══ Supplied information ══

//! Error types for the model client.

use std::time::Duration;
use thiserror::Error;

/// Errors surfaced by [`ModelClient`](super::ModelClient) and its backends.
///
/// Rate-limit waits never show up here: the limiter suspends the caller instead
/// of failing.
#[derive(Debug, Error)]
pub enum ModelError {
    /// Model name is not on the allow-list. Fatal, no attempt is made.
    #[error("invalid model: {model} (allowed: {allowed})")]
    InvalidModel { model: String, allowed: String },

    /// Prompt was empty or whitespace.
    #[error("prompt must not be empty")]
    EmptyPrompt,

    /// A single attempt exceeded the configured timeout. Retryable.
    #[error("timeout after {0:?}")]
    Timeout(Duration),

    /// The response text did not pass the request's validator. Retryable.
    #[error("response failed validation: {0}")]
    ValidationFailure(String),

    /// The backend reported an error.
    #[error("backend error: {message}")]
    Backend {
        message: String,
        status: Option<u16>,
        retryable: bool,
    },

    /// HTTP/network error.
    #[error("http error: {0}")]
    Http(#[from] reqwest::Error),

    /// The primary model used up all of its attempts.
    #[error("{model} exhausted {attempts} attempt(s): {source}")]
    ExhaustedRetries {
        model: String,
        attempts: u32,
        #[source]
        source: Box<ModelError>,
    },

    /// Primary and fallback models both failed. Carries the last underlying error.
    #[error("all models failed ({models}): {source}")]
    AllModelsFailed {
        models: String,
        #[source]
        source: Box<ModelError>,
    },

    /// The caller cancelled the request.
    #[error("request cancelled")]
    Cancelled,

    /// Client misconfiguration (missing API key, bad base URL, ...).
    #[error("configuration error: {0}")]
    Config(String),
}

impl ModelError {
    pub fn backend(message: impl Into<String>, retryable: bool) -> Self {
        Self::Backend {
            message: message.into(),
            status: None,
            retryable,
        }
    }

    pub fn backend_with_status(message: impl Into<String>, status: u16) -> Self {
        Self::Backend {
            message: message.into(),
            status: Some(status),
            retryable: status == 429 || status >= 500,
        }
    }

    /// Whether another attempt against the same model may succeed.
    pub fn is_retryable(&self) -> bool {
        match self {
            Self::Timeout(_) | Self::ValidationFailure(_) => true,
            Self::Backend { retryable, .. } => *retryable,
            Self::Http(e) => e.is_timeout() || e.is_connect() || e.is_request(),
            Self::InvalidModel { .. }
            | Self::EmptyPrompt
            | Self::ExhaustedRetries { .. }
            | Self::AllModelsFailed { .. }
            | Self::Cancelled
            | Self::Config(_) => false,
        }
    }

    /// Errors that end the request outright without trying another model.
    pub fn is_fatal(&self) -> bool {
        matches!(
            self,
            Self::InvalidModel { .. }
                | Self::EmptyPrompt
                | Self::AllModelsFailed { .. }
                | Self::Cancelled
                | Self::Config(_)
        )
    }

    /// Short error code for logging.
    pub fn code(&self) -> &'static str {
        match self {
            Self::InvalidModel { .. } => "invalid_model",
            Self::EmptyPrompt => "empty_prompt",
            Self::Timeout(_) => "timeout",
            Self::ValidationFailure(_) => "validation_failure",
            Self::Backend { .. } => "backend_error",
            Self::Http(_) => "http_error",
            Self::ExhaustedRetries { .. } => "exhausted_retries",
            Self::AllModelsFailed { .. } => "all_models_failed",
            Self::Cancelled => "cancelled",
            Self::Config(_) => "config_error",
        }
    }
}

═══

• [What is required] Please reproduce each entry above exactly as it reads.

• [Task response]
//! Error types for the model client.

use std::time::Duration;
use thiserror::Error;

/// Errors surfaced by [`ModelClient`](super::ModelClient) and its backends.
///
/// Rate-limit waits never show up here: the limiter suspends the caller instead
/// of failing.
#[derive(Debug, Error)]
pub enum ModelError {
    /// Model name is not on the allow-list. Fatal, no attempt is made.
    #[error("invalid model: {model} (allowed: {allowed})")]
    InvalidModel { model: String, allowed: String },

    /// Prompt was empty or whitespace.
    #[error("prompt must not be empty")]
    EmptyPrompt,

    /// A single attempt exceeded the configured timeout. Retryable.
    #[error("timeout after {0:?}")]
    Timeout(Duration),

    /// The response text did not pass the request's validator. Retryable.
    #[error("response failed validation: {0}")]
    ValidationFailure(String),

    /// The backend reported an error.
    #[error("backend error: {message}")]
    Backend {
        message: String,
        status: Option<u16>,
        retryable: bool,
    },

    /// HTTP/network error.
    #[error("http error: {0}")]
    Http(#[from] reqwest::Error),

    /// The primary model used up all of its attempts.
    #[error("{model} exhausted {attempts} attempt(s): {source}")]
    ExhaustedRetries {
        model: String,
        attempts: u32,
        #[source]
        source: Box<ModelError>,
    },

    /// Primary and fallback models both failed. Carries the last underlying error.
    #[error("all models failed ({models}): {source}")]
    AllModelsFailed {
        models: String,
        #[source]
        source: Box<ModelError>,
    },

    /// The caller cancelled the request.
    #[error("request cancelled")]
    Cancelled,

    /// Client misconfiguration (missing API key, bad base URL, ...).
    #[error("configuration error: {0}")]
    Config(String),
}

impl ModelError {
    pub fn backend(message: impl Into<String>, retryable: bool) -> Self {
        Self::Backend {
            message: message.into(),
            status: None,
            retryable,
        }
    }

    pub fn backend_with_status(message: impl Into<String>, status: u16) -> Self {
        Self::Backend {
            message: message.into(),
            status: Some(status),
            retryable: status == 429 || status >= 500,
        }
    }

    /// Whether another attempt against the same model may succeed.
    pub fn is_retryable(&self) -> bool {
        match self {
            Self::Timeout(_) | Self::ValidationFailure(_) => true,
            Self::Backend { retryable, .. } => *retryable,
            Self::Http(e) => e.is_timeout() || e.is_connect() || e.is_request(),
            Self::InvalidModel { .. }
            | Self::EmptyPrompt
            | Self::ExhaustedRetries { .. }
            | Self::AllModelsFailed { .. }
            | Self::Cancelled
            | Self::Config(_) => false,
        }
    }

    /// Errors that end the request outright without trying another model.
    pub fn is_fatal(&self) -> bool {
        matches!(
            self,
            Self::InvalidModel { .. }
                | Self::EmptyPrompt
                | Self::AllModelsFailed { .. }
                | Self::Cancelled
                | Self::Config(_)
        )
    }

    /// Short error code for logging.
    pub fn code(&self) -> &'static str {
        match self {
            Self::InvalidModel { .. } => "invalid_model",
            Self::EmptyPrompt => "empty_prompt",
            Self::Timeout(_) => "timeout",
            Self::ValidationFailure(_) => "validation_failure",
            Self::Backend { .. } => "backend_error",
            Self::Http(_) => "http_error",
            Self::ExhaustedRetries { .. } => "exhausted_retries",
            Self::AllModelsFailed { .. } => "all_models_failed",
            Self::Cancelled => "cancelled",
            Self::Config(_) => "config_error",
        }
    }
}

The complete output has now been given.